Haydn nous gratifie ensuite d'un sublime poco Adagio qui commence par un thème magnifique au sentiment presque religieux présenté d'abord par les violons puis par les basses. Suivent ensuite quatre variations basées sur le même principe: le thème reste solidement ancré d'abord aux basses puis aux violons tel un cantus firmus et l'accompagnement est variable. Dans la première variation l'accompagnement consiste en arabesques syncopées des violons richement accompagnées par les vents. Les arabesque passent ensuite aux basses. Dans les deuxième et troisièms variations l'accompagnement consiste en triolets de doubles croches, puis en figurations variées plus ou moins syncopées. La dernière variation met en jeu cordes et vents unis, la sonorité somptueuse évoque un choeur et ce sublime mouvement se termine par un rappel du début du thème pianissimo. La version qu’en donne Giovanni Antonini est admirable de profondeur.

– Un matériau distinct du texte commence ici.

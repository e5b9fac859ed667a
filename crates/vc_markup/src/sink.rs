use alloc::string::String;
use alloc::vec::Vec;
use std::io;

// -----------------------------------------------------------------------------
// Sink

/// A write destination for emitted markup.
///
/// The engine performs no buffering of its own and calls [`write`](Sink::write)
/// many times per emission, so sinks backed by I/O should buffer.
pub trait Sink {
    /// Appends `text`.
    fn write(&mut self, text: &str) -> io::Result<()>;
}

impl Sink for String {
    #[inline]
    fn write(&mut self, text: &str) -> io::Result<()> {
        self.push_str(text);
        Ok(())
    }
}

impl Sink for Vec<u8> {
    #[inline]
    fn write(&mut self, text: &str) -> io::Result<()> {
        self.extend_from_slice(text.as_bytes());
        Ok(())
    }
}

impl<S: Sink + ?Sized> Sink for &mut S {
    #[inline]
    fn write(&mut self, text: &str) -> io::Result<()> {
        (**self).write(text)
    }
}

// -----------------------------------------------------------------------------
// IoSink

/// Adapts any [`io::Write`] into a [`Sink`].
///
/// # Examples
///
/// ```
/// use std::io::BufWriter;
/// use vc_markup::{IoSink, Sink};
///
/// let mut sink = IoSink::new(BufWriter::new(Vec::new()));
/// sink.write("<a/>").unwrap();
///
/// let bytes = sink.into_inner().into_inner().unwrap();
/// assert_eq!(bytes, b"<a/>");
/// ```
#[derive(Debug)]
pub struct IoSink<W: io::Write> {
    inner: W,
}

impl<W: io::Write> IoSink<W> {
    /// Wraps `inner`.
    #[inline]
    pub const fn new(inner: W) -> Self {
        Self { inner }
    }

    /// Returns a reference to the wrapped writer.
    #[inline]
    pub fn get_ref(&self) -> &W {
        &self.inner
    }

    /// Unwraps the writer, without flushing it.
    #[inline]
    pub fn into_inner(self) -> W {
        self.inner
    }
}

impl<W: io::Write> Sink for IoSink<W> {
    #[inline]
    fn write(&mut self, text: &str) -> io::Result<()> {
        self.inner.write_all(text.as_bytes())
    }
}
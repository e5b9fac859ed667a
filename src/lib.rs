#![doc = include_str!("../README.md")]
#![cfg_attr(docsrs, feature(doc_cfg))]

pub use vc_class as class;
pub use vc_markup as markup;
use alloc::sync::Arc;
use alloc::vec::Vec;
use core::any::TypeId;

use crate::accessor::{AccessEntry, FinishFn};
use crate::hash::HashMap;
use crate::{Accessor, ClassMeta, TypeIdMap};

// -----------------------------------------------------------------------------
// ClassRegistry

/// A registry of mappable classes and interfaces.
///
/// This is the central store of runtime type information: which accessors a
/// class provides, and which upper bounds it is assignable to.
///
/// # Example
///
/// ```
/// use core::any::TypeId;
/// use vc_class::ClassRegistry;
///
/// struct Node {
///     name: String,
/// }
///
/// let mut registry = ClassRegistry::new();
/// registry.class::<Node>("Node").field("name", |n| Some(&n.name));
///
/// let id = registry.id_of("Node").unwrap();
/// assert_eq!(id, TypeId::of::<Node>());
/// assert!(registry.has_accessor(id, "name"));
/// assert!(registry.is_assignable(id, id));
/// ```
#[derive(Default)]
pub struct ClassRegistry {
    classes: TypeIdMap<ClassMeta>,
    // `None` marks a name shared by several types.
    names: HashMap<Arc<str>, Option<TypeId>>,
}

impl ClassRegistry {
    /// Creates an empty registry.
    #[inline]
    pub fn new() -> Self {
        Self::default()
    }

    pub(crate) fn entry<T: ?Sized + 'static>(
        &mut self,
        name: &str,
        finish: Option<FinishFn>,
    ) -> &mut ClassMeta {
        let type_id = TypeId::of::<T>();

        let name: Arc<str> = match self.classes.get(&type_id) {
            Some(existing) => {
                if existing.name() != name {
                    log::warn!(
                        "type `{}` is already registered as `{}`, ignoring the name `{name}`",
                        existing.type_path(),
                        existing.name(),
                    );
                }
                existing.name_arc().clone()
            }
            None => {
                let name: Arc<str> = Arc::from(name);
                match self.names.get_mut(&name) {
                    Some(slot) => {
                        log::warn!("class name `{name}` is ambiguous, it names several types");
                        *slot = None;
                    }
                    None => {
                        self.names.insert(name.clone(), Some(type_id));
                    }
                }
                name
            }
        };

        self.classes
            .get_or_insert(type_id, ClassMeta::new::<T>(name, finish))
    }

    /// Returns the [`ClassMeta`] registered for `type_id`.
    #[inline]
    pub fn get(&self, type_id: TypeId) -> Option<&ClassMeta> {
        self.classes.get(&type_id)
    }

    /// Returns the [`TypeId`] registered under `name`.
    ///
    /// Ambiguous names return `None`.
    pub fn id_of(&self, name: &str) -> Option<TypeId> {
        self.names.get(name).copied().flatten()
    }

    /// Returns the [`ClassMeta`] registered under `name`.
    pub fn get_by_name(&self, name: &str) -> Option<&ClassMeta> {
        self.id_of(name).and_then(|id| self.get(id))
    }

    /// Returns the registration name of `type_id`.
    pub fn name_of(&self, type_id: TypeId) -> Option<&str> {
        self.get(type_id).map(ClassMeta::name)
    }

    /// Returns `true` if `name` was used for more than one type.
    pub fn is_ambiguous(&self, name: &str) -> bool {
        matches!(self.names.get(name), Some(None))
    }

    /// Returns the number of registered classes and interfaces.
    #[inline]
    pub fn len(&self) -> usize {
        self.classes.len()
    }

    /// Returns `true` if nothing was registered.
    #[inline]
    pub fn is_empty(&self) -> bool {
        self.classes.is_empty()
    }

    /// Returns an iterator over the registered classes, in arbitrary order.
    pub fn iter(&self) -> impl ExactSizeIterator<Item = &ClassMeta> {
        self.classes.values()
    }

    /// Returns `true` if a value of type `runtime` may be used where `bound` is expected.
    ///
    /// That is the case when both are the same type, or when `runtime` reaches `bound`
    /// through its declared supertypes.
    pub fn is_assignable(&self, bound: TypeId, runtime: TypeId) -> bool {
        if bound == runtime {
            return true;
        }

        let mut visited: Vec<TypeId> = Vec::new();
        let mut pending: Vec<TypeId> = Vec::from([runtime]);

        while let Some(current) = pending.pop() {
            if visited.contains(&current) {
                continue;
            }
            visited.push(current);

            let Some(meta) = self.classes.get(&current) else {
                continue;
            };
            for target in meta.supertypes() {
                if target == bound {
                    return true;
                }
                pending.push(target);
            }
        }

        false
    }

    /// Finds `name` on `type_id` or, depth first in declaration order, on its supertypes.
    ///
    /// Cyclic `implements` declarations are legal, every type is visited once.
    fn lookup(&self, type_id: TypeId, name: &str) -> Option<AccessEntry> {
        self.lookup_in(type_id, name, &mut Vec::new())
    }

    fn lookup_in(
        &self,
        type_id: TypeId,
        name: &str,
        visited: &mut Vec<TypeId>,
    ) -> Option<AccessEntry> {
        if visited.contains(&type_id) {
            return None;
        }
        visited.push(type_id);

        let meta = self.classes.get(&type_id)?;
        if let Some(entry) = meta.accessors.get(name) {
            return Some(entry.clone());
        }
        meta.supers.iter().find_map(|link| {
            let inherited = self.lookup_in(link.target, name, visited)?;
            (link.lift)(&inherited)
        })
    }

    /// Returns `true` if `bound` declares or inherits an accessor called `name`.
    pub fn has_accessor(&self, bound: TypeId, name: &str) -> bool {
        self.lookup(bound, name).is_some()
    }

    /// Returns the declared output type of an accessor on `bound`.
    ///
    /// The outer `Option` tells whether the accessor exists at all.
    pub fn accessor_output(&self, bound: TypeId, name: &str) -> Option<Option<TypeId>> {
        self.lookup(bound, name).map(|entry| entry.output)
    }

    /// Resolves the accessor `name` for the concrete class `runtime`.
    ///
    /// Accessors declared on the class itself take precedence over inherited ones.
    /// Returns `None` for interfaces, unknown types and unknown accessors.
    pub fn accessor(&self, runtime: TypeId, name: &str) -> Option<Accessor> {
        let meta = self.classes.get(&runtime)?;
        let finish = meta.finish?;
        let entry = self.lookup(runtime, name)?;
        let fun = finish(&entry)?;
        Some(Accessor::new(
            Arc::from(name),
            meta.name_arc().clone(),
            entry.output,
            fun,
        ))
    }
}

impl core::fmt::Debug for ClassRegistry {
    fn fmt(&self, f: &mut core::fmt::Formatter<'_>) -> core::fmt::Result {
        f.debug_set()
            .entries(self.classes.values().map(ClassMeta::name))
            .finish()
    }
}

Le menuetto et trio figure dans la sonate pour piano n°41 (HobXVI.26) composée l'année suivante où ce menuet fait office de finale. Ce mouvement de structure palindromique est extrêmement original. Cette symphonie est parfois appelée Palindrome (5). Le tempo très rapide ne m’a pas semblé idéal car dans ce morceau basé sur des jeux contrapuntiques, on aimerait mieux distinguer les parties intermédiaires.


Le presto assai final est uns structure sonate de grande dimension. Il débute par un thème très original exposé deux fois. Ce thème est suivi d'un passage "Sturm und Drang" en ré mineur dont Marc Vignal a noté la parenté avec le premier tutti orchestral du concerto pour piano en ré mineur KV 466 de Mozart (4). Ce passage plus véhément que jamais intervient dans le développement et encore une fois lors de la réexposition. Ce mouvement comme d'ailleurs le premier, est construit autour d'une alternance entre modes mineur et majeur, entre obscurité et lumière et c'est cette dernière qui triomphe dans la conclusion. Pour des raisons mystérieuses cette symphonie me fait penser à la 3ème symphonie en sol mineur d'Albert Roussel. Il Giardino Armonico en donne une version idéale.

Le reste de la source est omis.